So Stanley and Miranda had no choice but to trudge back down into the mass of mawing, clawing zombies. The zombies growled and snarled. They gnashed their teeth. They groped and grasped with clawlike fingers. But fortunately for Stanley and Miranda they wouldn’t leave their side of the stairs to get them.
At the bottom of the stairwell, though, a logjam of zombies was blocking the door to the playground. Stanley and Miranda saw they would never get through.
“Quick—this way!” Miranda said, pulling Stanley back up the stairs. “I have an idea. . . .”
The second-floor hallway, where the primary classrooms were, was crawling with zombie first graders and zombie second graders. Pale as corpses, with dead soulless eyes and mouths full of dark yawning gaps where they’d lost their baby teeth, they were a terrifying sight—or might have been, except that the tallest of them barely came up to Stanley’s shoulder.

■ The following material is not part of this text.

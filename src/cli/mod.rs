//! Command implementations behind the `graphctl` binary.

pub mod commands;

Stanley and Miranda burst into the hall. For a moment, the first and second graders just stopped and stared. Then, with a great howl, they all set upon Stanley and Miranda like a pack of wild dogs—small ones, jumping up on them and nipping at their elbows.

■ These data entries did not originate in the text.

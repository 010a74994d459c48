//! All data types for the graph engine.

pub mod edge;
pub mod error;
pub mod node;
pub mod value;

pub use edge::{Edge, EdgeId};
pub use error::{GraphError, GraphResult};
pub use node::NodeId;
pub use value::Value;

/// Header keyword that opens every text graph file.
pub const FORMAT_HEADER: &str = "graph";

/// Weight stored on connections of non-oriented unweighted graphs.
pub const UNWEIGHTED_EDGE_WEIGHT: f64 = 0.0;

/// Weight the algorithms use for every edge of an unweighted graph.
pub const UNIT_WEIGHT: f64 = 1.0;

Stanley and Miranda fought their way through the mob, made a dash toward the heavy fire doors at the end of the hall, and escaped while all the grade 1s and 2s stopped to change into their indoor shoes like good little zombies.
Beyond the doors, the hall branched off to the right, and Stanley followed Miranda past the Library, the Computer Lab. . . .
“Where are we going?” he asked. “This hallway is a dead end.”
“Not exactly,” Miranda said, stopping in front of the door at the end of the hall. “Come on, they’ll never think to look for us in here.”
“Oh, no . . .” Stanley hesitated. “Not there . . . We can’t. . . .”
They heard the fire doors open behind them and a stampede of shuffling footsteps approaching around the corner. Miranda shoved Stanley through the door and slammed it shut behind them. . . .
31
“QUICK!” MIRANDA SAID. “HELP ME MOVE THIS SOFA.”
Together they dragged a ratty old sofa across the room and pushed it up against the door. Then they piled everything they could find on top of it: stacks of vacation catalogs, huge dusty piles of unmarked homework they uncovered when they moved the sofa, all the furniture in the room that wasn’t too heavy to move . . . .
“Ew,” said Stanley, “there’s chewing gum stuck under all these chairs.”
On the other side of the door, the noise kept building until it sounded like there was a stampede of angry cattle mooing and mulling out in the hall.
Stanley and Miranda took cover behind a table at the back of the room as the clamor reached its peak. The zombies were right outside the door!
“Mmmhhrrgh!” roared one of them.
“Nnyyyarrrghrggl!” raged another.
There was a pause.
“Mrrghhr?” groaned another zombie, more puzzled than angry.
Stanley held his breath, hoping they would give up looking and go away. But the next moment, the sound of the door handle jiggling made his blood freeze—they were trying to get in!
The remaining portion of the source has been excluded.